Figure B.2: Photograph of GrEp replica (right) and the glass substrate on which the replica was made.
To date, numerous graphite polymeric composite reflectors have been successfully designed and manufactured to meet many
stringent requirements set forth by the aerospace community. Unfortunately, composite reflectors that meet stability and
density requirements are limited to the infrared or longer wavelengths of the electromagnetic spectrum due to the presence of
micron-size surface defects, otherwise attributable to the so-called “print-through” of the fibers on the surface. Some level of
progress has been made in eliminating the deleterious effects of print-through. The General Motors Polymers Laboratory and
the AFRL Materials Directorate are just a few of the commercial and government participants that have shown an interest in
contributing to this endeavor.
In the current effort two different substrate approaches were chosen (see Figures 1 and 5 for cross-section diagrams).
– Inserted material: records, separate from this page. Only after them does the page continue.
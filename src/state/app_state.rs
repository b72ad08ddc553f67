//! Main application state management

use std::{
    sync::{Mutex, MutexGuard},
    time::Instant,
};
use chrono::{DateTime, Utc};
use serde_json::Value;
use tokio::sync::{broadcast, watch};
use tracing::{debug, info};

use crate::settings::{minutes_from_json, Settings};
use super::{engine::persist_settings, Phase, PhaseNotification, StateError, TimerEngine, TimerSnapshot};

/// Shared state handed to the HTTP handlers and the background tasks.
///
/// Every engine call goes through one lock, so ticks and user commands are
/// applied strictly one after the other. Settings writes happen outside
/// that lock, ordered by a second one.
#[derive(Debug)]
pub struct AppState {
    engine: Mutex<TimerEngine>,
    /// Held across a settings write so saves land in edit order
    settings_writer: Mutex<()>,
    /// Mirrors the engine's running flag for the tick driver
    running_tx: watch::Sender<bool>,
    /// Phase change notifications for the presentation layer
    pub notification_tx: broadcast::Sender<PhaseNotification>,
    last_notification: Mutex<Option<PhaseNotification>>,
    /// Server metadata
    pub start_time: Instant,
    pub port: u16,
    pub host: String,
    /// Last action tracking
    last_action: Mutex<Option<String>>,
    last_action_time: Mutex<Option<DateTime<Utc>>>,
}

impl AppState {
    /// Wrap an engine, mirroring its current running flag
    pub fn new(engine: TimerEngine, port: u16, host: String) -> Self {
        let (running_tx, _) = watch::channel(engine.is_running());
        let (notification_tx, _) = broadcast::channel(16);

        Self {
            engine: Mutex::new(engine),
            settings_writer: Mutex::new(()),
            running_tx,
            notification_tx,
            last_notification: Mutex::new(None),
            start_time: Instant::now(),
            port,
            host,
            last_action: Mutex::new(None),
            last_action_time: Mutex::new(None),
        }
    }

    fn engine(&self) -> Result<MutexGuard<'_, TimerEngine>, StateError> {
        self.engine
            .lock()
            .map_err(|_| StateError::LockPoisoned("timer engine"))
    }

    /// Run a command against the engine, then publish the running flag
    fn command<F>(&self, action: &str, command: F) -> Result<TimerSnapshot, StateError>
    where
        F: FnOnce(&mut TimerEngine) -> Result<(), StateError>,
    {
        let mut engine = self.engine()?;
        command(&mut engine)?;
        let running = engine.is_running();
        let snapshot = TimerSnapshot::capture(&engine);

        // Published under the lock so the tick driver never sees flags out of order
        self.running_tx.send_if_modified(|current| {
            let changed = *current != running;
            *current = running;
            changed
        });
        drop(engine);

        self.record_action(action);
        Ok(snapshot)
    }

    fn record_action(&self, action: &str) {
        if let Ok(mut last_action) = self.last_action.lock() {
            *last_action = Some(action.to_string());
        }
        if let Ok(mut last_time) = self.last_action_time.lock() {
            *last_time = Some(Utc::now());
        }
    }

    pub fn start(&self) -> Result<TimerSnapshot, StateError> {
        info!("Start requested");
        self.command("start", |engine| {
            engine.start();
            Ok(())
        })
    }

    pub fn pause(&self) -> Result<TimerSnapshot, StateError> {
        info!("Pause requested");
        self.command("pause", |engine| {
            engine.pause();
            Ok(())
        })
    }

    pub fn reset(&self) -> Result<TimerSnapshot, StateError> {
        info!("Reset requested");
        self.command("reset", |engine| {
            engine.reset();
            Ok(())
        })
    }

    /// Validate a raw duration value and apply it to the given phase
    pub fn set_duration(&self, phase: Phase, minutes: &Value) -> Result<TimerSnapshot, StateError> {
        let minutes = i64::from(minutes_from_json(minutes)?);
        let action = match phase {
            Phase::Work => "set-work-duration",
            Phase::Break => "set-break-duration",
        };

        let mut pending = None;
        let snapshot = self.command(action, |engine| {
            let settings = engine.apply_duration(phase, minutes)?;
            // Taken before the engine lock is released so writes keep edit order
            let writer = self
                .settings_writer
                .lock()
                .map_err(|_| StateError::LockPoisoned("settings writer"))?;
            pending = Some((settings, engine.store(), writer));
            Ok(())
        })?;

        // Ticks keep running while the store does its I/O
        if let Some((settings, store, _writer)) = pending {
            persist_settings(store.as_ref(), &settings);
        }
        Ok(snapshot)
    }

    /// Advance the engine by one second, publishing any rollover
    pub fn tick(&self) -> Result<Option<PhaseNotification>, StateError> {
        let notification = self.engine()?.tick();

        if let Some(notification) = &notification {
            if let Ok(mut last) = self.last_notification.lock() {
                *last = Some(notification.clone());
            }
            if self.notification_tx.send(notification.clone()).is_err() {
                debug!("No listeners for phase notification");
            }
        }

        Ok(notification)
    }

    /// Receiver following the running flag
    pub fn subscribe_running(&self) -> watch::Receiver<bool> {
        self.running_tx.subscribe()
    }

    /// Receiver for phase change notifications
    pub fn subscribe_notifications(&self) -> broadcast::Receiver<PhaseNotification> {
        self.notification_tx.subscribe()
    }

    /// Get current timer view
    pub fn snapshot(&self) -> Result<TimerSnapshot, StateError> {
        Ok(TimerSnapshot::capture(&*self.engine()?))
    }

    /// Get current settings
    pub fn settings(&self) -> Result<Settings, StateError> {
        Ok(self.engine()?.settings())
    }

    /// Most recent rollover notification, if any happened yet
    pub fn last_notification(&self) -> Option<PhaseNotification> {
        self.last_notification.lock().ok().and_then(|n| n.clone())
    }

    /// Seconds since the state was created
    pub fn uptime_seconds(&self) -> u64 {
        self.start_time.elapsed().as_secs()
    }

    /// Get last action information
    pub fn get_last_action(&self) -> (Option<String>, Option<DateTime<Utc>>) {
        let last_action = self.last_action.lock().ok().and_then(|a| a.clone());
        let last_action_time = self.last_action_time.lock().ok().and_then(|t| *t);
        (last_action, last_action_time)
    }
}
Figure
B.2 shows the carbon foam used for a substrate in the first prototype as well as the replica integrated with an isogrid backing
structure for the second prototype. In each case, the composite surface bonded to the nanolaminate has been manufactured
as the replica of a glass surface.
Figure B.2: Mirror substrates for Mirror Prototypes #1 and #2, respectively. The carbon foam is the CFoam product from
Touchstone Research Laboratories. The isogrid composite was made in-house at AFRL/VS and includes offnodal innovations at the hex-cell joints that make the fiber placement (and article construction) process easier.